We can enhance this process using cell tags. Instead of associating cells with meaningless integer or hexadecimal identifiers, we can let users tag the cells with meaningful names.

[orig]: df = pd.read_csv('test.csv')

   [2]: df = df$orig.drop(columns=['a','b'])

These names can be used when coding but are translated to the permanent identifiers when the cell is executed so that the code will be reproducible even if tags change in the future. Further enhancements may include modes to switch the code in a cell from the reproducible version to the, perhaps more meaningful tagged version, or even back to the unscoped version.


Because these extensions are somewhat non-standard, this work produced some interesting lessons about the extension process. Both the ipycollections renderer and the dataflow notebook have been built as JupyterLab extensions, though both also have libraries that live kernel-side. Throughout the process, the extensible architecture of JupyterLab along with good documentation has made these implementations possible. Along the way, there was a lot of trial-and-error, and there are some interesting takeaways that may be useful for other developers.

The ipycollections module is an IPython extension because it hooks into the formatters that IPython provides. It follows a similar style as pretty-printing, recursively building JSON from nested objects. When nested objects already have a MIME bundle or HTML serialization, that serialization is used. This JSON is tagged with a particular MIME type, and that formatter registered. If the extension is disabled, the formatter is removed.
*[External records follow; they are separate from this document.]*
//! Output formatting utilities

use clap::ValueEnum;
use colored::Colorize;
use serde::Serialize;
use tabled::{settings::Style, Table, Tabled};

/// Output format for CLI commands
#[derive(Debug, Clone, Copy, Default, PartialEq, Eq, ValueEnum)]
pub enum OutputFormat {
    /// Table format (default)
    #[default]
    Table,
    /// JSON format
    Json,
}

impl OutputFormat {
    /// Parse a format name from the config file
    pub fn from_name(name: &str) -> Option<Self> {
        <Self as ValueEnum>::from_str(name, true).ok()
    }
}

/// Print rows as a table
pub fn print_table<T: Tabled>(rows: Vec<T>) {
    if rows.is_empty() {
        println!("{}", "No items found".yellow());
        return;
    }
    let table = Table::new(rows).with(Style::rounded()).to_string();
    println!("{}", table);
}

/// Print any serialisable value as pretty JSON
pub fn print_json<T: Serialize + ?Sized>(value: &T) -> anyhow::Result<()> {
    println!("{}", serde_json::to_string_pretty(value)?);
    Ok(())
}

/// Print a success message
pub fn print_success(message: &str) {
    println!("{} {}", "✓".green().bold(), message);
}

/// Print an alert line
pub fn print_alert(message: &str) {
    println!("{} {}", "✗".red().bold(), message.red());
}

/// Print a warning message
pub fn print_warning(message: &str) {
    println!("{} {}", "⚠".yellow().bold(), message);
}

/// Print an info message
pub fn print_info(message: &str) {
    println!("{} {}", "ℹ".blue().bold(), message);
}

/// Two-decimal rendering used for means, deviations and thresholds
pub fn format_stat(value: f64) -> String {
    format!("{:.2}", value)
}

/// Color health status based on value
pub fn color_status(status: &str) -> String {
    match status.to_lowercase().as_str() {
        "healthy" | "ok" => status.green().to_string(),
        "degraded" => status.yellow().to_string(),
        "unhealthy" | "alertar" => status.red().to_string(),
        _ => status.to_string(),
    }
}

/// Render a unix timestamp as local-agnostic UTC time
pub fn format_unix_timestamp(ts: i64) -> String {
    chrono::DateTime::from_timestamp(ts, 0)
        .map(|dt| dt.format("%Y-%m-%d %H:%M:%S").to_string())
        .unwrap_or_else(|| ts.to_string())
}
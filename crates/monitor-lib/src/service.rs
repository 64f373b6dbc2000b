//! Monitoring service
//!
//! Builds the baseline once from the historical source and then answers
//! classification calls read-only. Share it behind an `Arc`; nothing in it is
//! mutated after construction.

use crate::anomaly::{AnomalyClassifier, Baseline, BaselineEstimator, StatusAnomaly, StatusPolicy};
use crate::error::Result;
use crate::ingest::{aggregate_source, HistorySource, IngestReport};
use crate::models::{LiveSample, Verdict};
use std::io::Read;
use std::path::Path;
use std::time::{Duration, Instant};
use tracing::info;

/// Baseline plus classifier, built once at startup
#[derive(Debug)]
pub struct MonitoringService {
    baseline: Baseline,
    classifier: AnomalyClassifier,
    ingest_report: IngestReport,
    build_duration: Duration,
}

impl MonitoringService {
    pub fn builder() -> MonitoringServiceBuilder {
        MonitoringServiceBuilder::new()
    }

    /// Build with the payments policy and default classifier
    pub fn from_path(path: impl AsRef<Path>) -> Result<Self> {
        Self::builder().build_from_path(path)
    }

    pub fn from_reader<R: Read>(reader: R) -> Result<Self> {
        Self::builder().build_from_reader(reader)
    }

    /// Classify a live sample
    pub fn check(&self, sample: &LiveSample) -> Verdict {
        self.classifier.verdict(&self.baseline, sample)
    }

    /// Structured anomalies for a live sample
    pub fn anomalies(&self, sample: &LiveSample) -> Vec<StatusAnomaly> {
        self.classifier.classify(&self.baseline, sample)
    }

    pub fn baseline(&self) -> &Baseline {
        &self.baseline
    }

    pub fn classifier(&self) -> &AnomalyClassifier {
        &self.classifier
    }

    pub fn ingest_report(&self) -> IngestReport {
        self.ingest_report
    }

    /// Time spent reading history and computing the baseline
    pub fn build_duration(&self) -> Duration {
        self.build_duration
    }
}

/// Builder for [`MonitoringService`]
#[derive(Debug, Clone)]
pub struct MonitoringServiceBuilder {
    policy: StatusPolicy,
    classifier: AnomalyClassifier,
}

impl MonitoringServiceBuilder {
    pub fn new() -> Self {
        Self {
            policy: StatusPolicy::payments(),
            classifier: AnomalyClassifier::default(),
        }
    }

    /// Replace the logical status policy
    pub fn policy(mut self, policy: StatusPolicy) -> Self {
        self.policy = policy;
        self
    }

    /// Set the standard deviation multiplier
    pub fn std_multiplier(mut self, multiplier: f64) -> Self {
        self.classifier.std_multiplier = multiplier;
        self
    }

    /// Set the absolute floor live counts must exceed
    pub fn min_alert_count(mut self, count: u64) -> Self {
        self.classifier.min_alert_count = count;
        self
    }

    /// Build from a history file on disk
    pub fn build_from_path(self, path: impl AsRef<Path>) -> Result<MonitoringService> {
        let path = path.as_ref();
        info!(path = %path.display(), "Loading transaction history");
        let mut source = HistorySource::open(path)?;
        self.build_from_source(&mut source)
    }

    /// Build from any reader producing the CSV log
    pub fn build_from_reader<R: Read>(self, reader: R) -> Result<MonitoringService> {
        let mut source = HistorySource::from_reader(reader);
        self.build_from_source(&mut source)
    }

    fn build_from_source<R: Read>(
        self,
        source: &mut HistorySource<R>,
    ) -> Result<MonitoringService> {
        let start = Instant::now();
        let estimator = BaselineEstimator::new(self.policy)?;

        let (buckets, ingest_report) = aggregate_source(source)?;
        let baseline = estimator.estimate(&buckets)?;

        for (status, stats) in baseline.iter() {
            info!(
                event = "baseline_computed",
                status = %status,
                mean = %format!("{:.2}", stats.mean),
                std_dev = %format!("{:.2}", stats.std_dev),
                "Baseline computed"
            );
        }

        info!(
            minutes = baseline.minutes_observed(),
            records = ingest_report.records_accepted,
            skipped = ingest_report.records_skipped,
            policy = %baseline.policy_version(),
            "Baseline ready"
        );

        Ok(MonitoringService {
            baseline,
            classifier: self.classifier,
            ingest_report,
            build_duration: start.elapsed(),
        })
    }
}

impl Default for MonitoringServiceBuilder {
    fn default() -> Self {
        Self::new()
    }
}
On the Jupyter side, we basically have a rendermime plugin, but in order to get access to other renderers as delegates for our renderer, we need to augment the existing plugin to pull in the rendermime registry. The core rendering code takes the JSON structure and renders it with expandable fields, delegating rendering of mimebundles to their respective renderers. Lists and dictionaries show indices and keys, and while truncated by default, can be expanded by users.
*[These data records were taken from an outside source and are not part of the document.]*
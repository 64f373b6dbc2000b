//! Live replay of the transaction log as Prometheus gauges
//!
//! Dashboards need something that looks like live traffic. This module
//! replays the historical log row by row into four gauges.

mod gauges;
mod r#loop;

pub use gauges::{GaugeSnapshot, TransactionGauges};
pub use r#loop::{ReplayConfig, ReplayLoop};
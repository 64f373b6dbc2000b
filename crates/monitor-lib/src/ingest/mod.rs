//! Historical data ingestion
//!
//! This module turns the transaction log into per-minute status counts:
//! - CSV parsing with per-row error recovery
//! - Minute-bucket aggregation
//! - Hour-of-day summaries for offline inspection

mod aggregator;
mod history;
mod summary;


pub use aggregator::{
    truncate_to_minute, IngestReport, MinuteAggregator, MinuteBuckets, StatusCounts,
};
pub use history::{parse_timestamp, HistorySource, Records, TIMESTAMP_FORMAT};
pub use summary::HourlySummary;

use crate::error::Result;
use std::io::Read;

/// Read a whole source and aggregate it into minute buckets
pub fn aggregate_source<R: Read>(
    source: &mut HistorySource<R>,
) -> Result<(MinuteBuckets, IngestReport)> {
    let mut aggregator = MinuteAggregator::new();
    aggregator.ingest(source.records())?;
    Ok(aggregator.finish())
}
The dataflow notebook extension is built on the existing dfkernel kernel with a few updates to mesh with IPython 7.x. There are a few tweaks in how information is delivered from the kernel, but the core changes are how variables are referred to. Specifically, we must parse identifiers of the form id$1 where id is the variable name and 1 is the cell identifier. Because the symbol "$" is illegal in Python, we use the SyntaxError to locate such identifiers and expand them for the kernel to access the stored outputs (e.g. Out[1]['id']). If an identifier is not scoped to a cell, we must decide which cell it refers to. Because we use a most recently used strategy, we can ask the kernel which cell last generated an output with the specific identifier and add that information to the code. It is important that this information is returned to the user and the notebook so it can be saved.

On the Jupyter side, we replace the existing notebook-extension with a similar dfnotebook-extension, and replace the cells, notebook, and outputarea packages with df variables. We tried to make notebook-extension and dfnotebook-extension co-exist but after a significant number of headaches, it made more sense to disable the notebook-extension and enable the dfnotebook-extension. A major headache, perhaps due to the author's TypeScript ability, was an inability to get Jupyter to resolve tokens to the updated classes. This required some hacks to make the compiler ignore mismatches in the token interfaces. Because a single cell execution may trigger other cells to execute, the code involves redirecting messages to the corresponding cells.


The vision here is to better facilitate decisions during tasks like data analysis by improving the quality and recall of output while also improving future reproducibility. The enhanced displays of ipycollections improve the users' ability to understand outputs, and dataflow notebooks improve help improve access to previous outputs when writing code while maintaining reproducibility.